### Exercise materials
-- Opening Marker --

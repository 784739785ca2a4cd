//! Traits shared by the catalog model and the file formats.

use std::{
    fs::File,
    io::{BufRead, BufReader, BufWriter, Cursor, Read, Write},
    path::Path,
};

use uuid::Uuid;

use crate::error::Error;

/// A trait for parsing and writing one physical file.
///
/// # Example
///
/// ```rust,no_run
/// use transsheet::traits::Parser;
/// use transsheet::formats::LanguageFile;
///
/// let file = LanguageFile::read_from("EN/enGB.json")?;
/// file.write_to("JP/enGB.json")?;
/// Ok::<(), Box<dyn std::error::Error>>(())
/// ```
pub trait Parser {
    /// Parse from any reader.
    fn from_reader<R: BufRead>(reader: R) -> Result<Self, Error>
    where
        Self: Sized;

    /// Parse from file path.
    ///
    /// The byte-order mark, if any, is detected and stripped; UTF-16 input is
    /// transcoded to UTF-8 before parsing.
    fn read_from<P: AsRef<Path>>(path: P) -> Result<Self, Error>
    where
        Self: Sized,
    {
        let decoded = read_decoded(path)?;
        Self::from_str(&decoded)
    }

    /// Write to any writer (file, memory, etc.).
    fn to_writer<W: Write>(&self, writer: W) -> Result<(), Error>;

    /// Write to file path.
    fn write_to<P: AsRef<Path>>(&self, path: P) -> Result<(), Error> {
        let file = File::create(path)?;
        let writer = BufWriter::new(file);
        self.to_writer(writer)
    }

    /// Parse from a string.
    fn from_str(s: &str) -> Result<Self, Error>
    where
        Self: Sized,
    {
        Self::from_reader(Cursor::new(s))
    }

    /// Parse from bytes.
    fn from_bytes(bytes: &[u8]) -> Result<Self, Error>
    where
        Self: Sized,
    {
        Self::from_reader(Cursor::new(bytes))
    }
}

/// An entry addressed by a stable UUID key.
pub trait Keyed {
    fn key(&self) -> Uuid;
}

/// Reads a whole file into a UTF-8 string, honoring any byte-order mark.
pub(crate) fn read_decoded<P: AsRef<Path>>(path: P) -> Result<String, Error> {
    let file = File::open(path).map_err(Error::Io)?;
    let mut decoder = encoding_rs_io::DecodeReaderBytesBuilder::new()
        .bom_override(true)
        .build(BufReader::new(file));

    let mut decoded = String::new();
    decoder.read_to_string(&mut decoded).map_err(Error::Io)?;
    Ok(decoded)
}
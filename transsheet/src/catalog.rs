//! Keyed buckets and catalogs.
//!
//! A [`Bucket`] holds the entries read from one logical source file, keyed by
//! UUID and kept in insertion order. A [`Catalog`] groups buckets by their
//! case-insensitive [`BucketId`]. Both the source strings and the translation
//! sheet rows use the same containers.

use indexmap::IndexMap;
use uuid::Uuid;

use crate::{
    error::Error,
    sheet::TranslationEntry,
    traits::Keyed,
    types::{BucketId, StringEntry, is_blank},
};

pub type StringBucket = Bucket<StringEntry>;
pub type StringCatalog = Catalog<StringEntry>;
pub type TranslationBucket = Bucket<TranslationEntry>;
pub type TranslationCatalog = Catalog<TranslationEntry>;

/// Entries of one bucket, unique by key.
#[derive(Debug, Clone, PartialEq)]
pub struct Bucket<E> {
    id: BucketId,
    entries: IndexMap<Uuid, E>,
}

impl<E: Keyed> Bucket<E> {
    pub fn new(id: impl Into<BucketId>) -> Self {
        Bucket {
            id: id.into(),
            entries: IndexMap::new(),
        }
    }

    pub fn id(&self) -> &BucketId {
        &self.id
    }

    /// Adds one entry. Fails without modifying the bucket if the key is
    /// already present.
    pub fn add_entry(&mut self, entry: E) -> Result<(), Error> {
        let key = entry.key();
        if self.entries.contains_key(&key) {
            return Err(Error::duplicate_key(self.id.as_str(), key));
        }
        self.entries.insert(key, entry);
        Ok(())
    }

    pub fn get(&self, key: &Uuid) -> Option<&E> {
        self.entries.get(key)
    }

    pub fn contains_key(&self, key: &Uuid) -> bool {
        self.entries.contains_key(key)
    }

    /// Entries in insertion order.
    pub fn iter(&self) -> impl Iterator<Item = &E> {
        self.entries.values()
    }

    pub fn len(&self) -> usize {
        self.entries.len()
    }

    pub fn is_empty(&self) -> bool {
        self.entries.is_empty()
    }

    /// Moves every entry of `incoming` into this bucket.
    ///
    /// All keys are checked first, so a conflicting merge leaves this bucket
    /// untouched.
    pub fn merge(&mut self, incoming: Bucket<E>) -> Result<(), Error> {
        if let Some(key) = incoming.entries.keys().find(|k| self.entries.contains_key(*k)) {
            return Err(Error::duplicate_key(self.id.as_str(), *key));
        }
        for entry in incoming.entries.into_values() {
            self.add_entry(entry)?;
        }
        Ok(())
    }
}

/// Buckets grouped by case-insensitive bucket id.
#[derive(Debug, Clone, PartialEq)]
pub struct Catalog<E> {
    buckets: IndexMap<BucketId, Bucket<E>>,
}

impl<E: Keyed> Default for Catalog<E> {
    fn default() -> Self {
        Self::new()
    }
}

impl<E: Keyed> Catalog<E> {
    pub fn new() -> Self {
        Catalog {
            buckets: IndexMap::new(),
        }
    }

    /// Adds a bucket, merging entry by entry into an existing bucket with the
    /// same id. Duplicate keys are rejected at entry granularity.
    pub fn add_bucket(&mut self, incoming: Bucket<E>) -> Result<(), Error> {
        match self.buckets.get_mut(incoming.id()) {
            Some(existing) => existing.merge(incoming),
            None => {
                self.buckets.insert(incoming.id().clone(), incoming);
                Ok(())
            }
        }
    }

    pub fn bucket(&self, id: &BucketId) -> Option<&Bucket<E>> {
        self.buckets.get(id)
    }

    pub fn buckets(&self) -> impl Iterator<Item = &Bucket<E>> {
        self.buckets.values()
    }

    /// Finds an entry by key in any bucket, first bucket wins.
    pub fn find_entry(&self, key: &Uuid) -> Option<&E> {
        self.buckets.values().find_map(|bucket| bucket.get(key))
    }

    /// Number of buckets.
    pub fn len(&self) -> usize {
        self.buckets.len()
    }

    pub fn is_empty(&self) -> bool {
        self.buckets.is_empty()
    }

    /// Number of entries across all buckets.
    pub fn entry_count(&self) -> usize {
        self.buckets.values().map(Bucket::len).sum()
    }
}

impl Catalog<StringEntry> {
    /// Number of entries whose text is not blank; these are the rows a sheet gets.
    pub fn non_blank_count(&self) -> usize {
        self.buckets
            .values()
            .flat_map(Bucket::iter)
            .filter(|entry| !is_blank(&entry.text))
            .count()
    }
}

-- Closing Marker --

### Exercise
Pull out every line holding "Result" from the records above, and copy it.

### Response area
    fn from_reader<R: BufRead>(reader: R) -> Result<Self, Error>
    fn read_from<P: AsRef<Path>>(path: P) -> Result<Self, Error>
    fn to_writer<W: Write>(&self, writer: W) -> Result<(), Error>;
    fn write_to<P: AsRef<Path>>(&self, path: P) -> Result<(), Error> {
    fn from_str(s: &str) -> Result<Self, Error>
    fn from_bytes(bytes: &[u8]) -> Result<Self, Error>
pub(crate) fn read_decoded<P: AsRef<Path>>(path: P) -> Result<String, Error> {
    pub fn add_entry(&mut self, entry: E) -> Result<(), Error> {
    pub fn merge(&mut self, incoming: Bucket<E>) -> Result<(), Error> {
    pub fn add_bucket(&mut self, incoming: Bucket<E>) -> Result<(), Error> {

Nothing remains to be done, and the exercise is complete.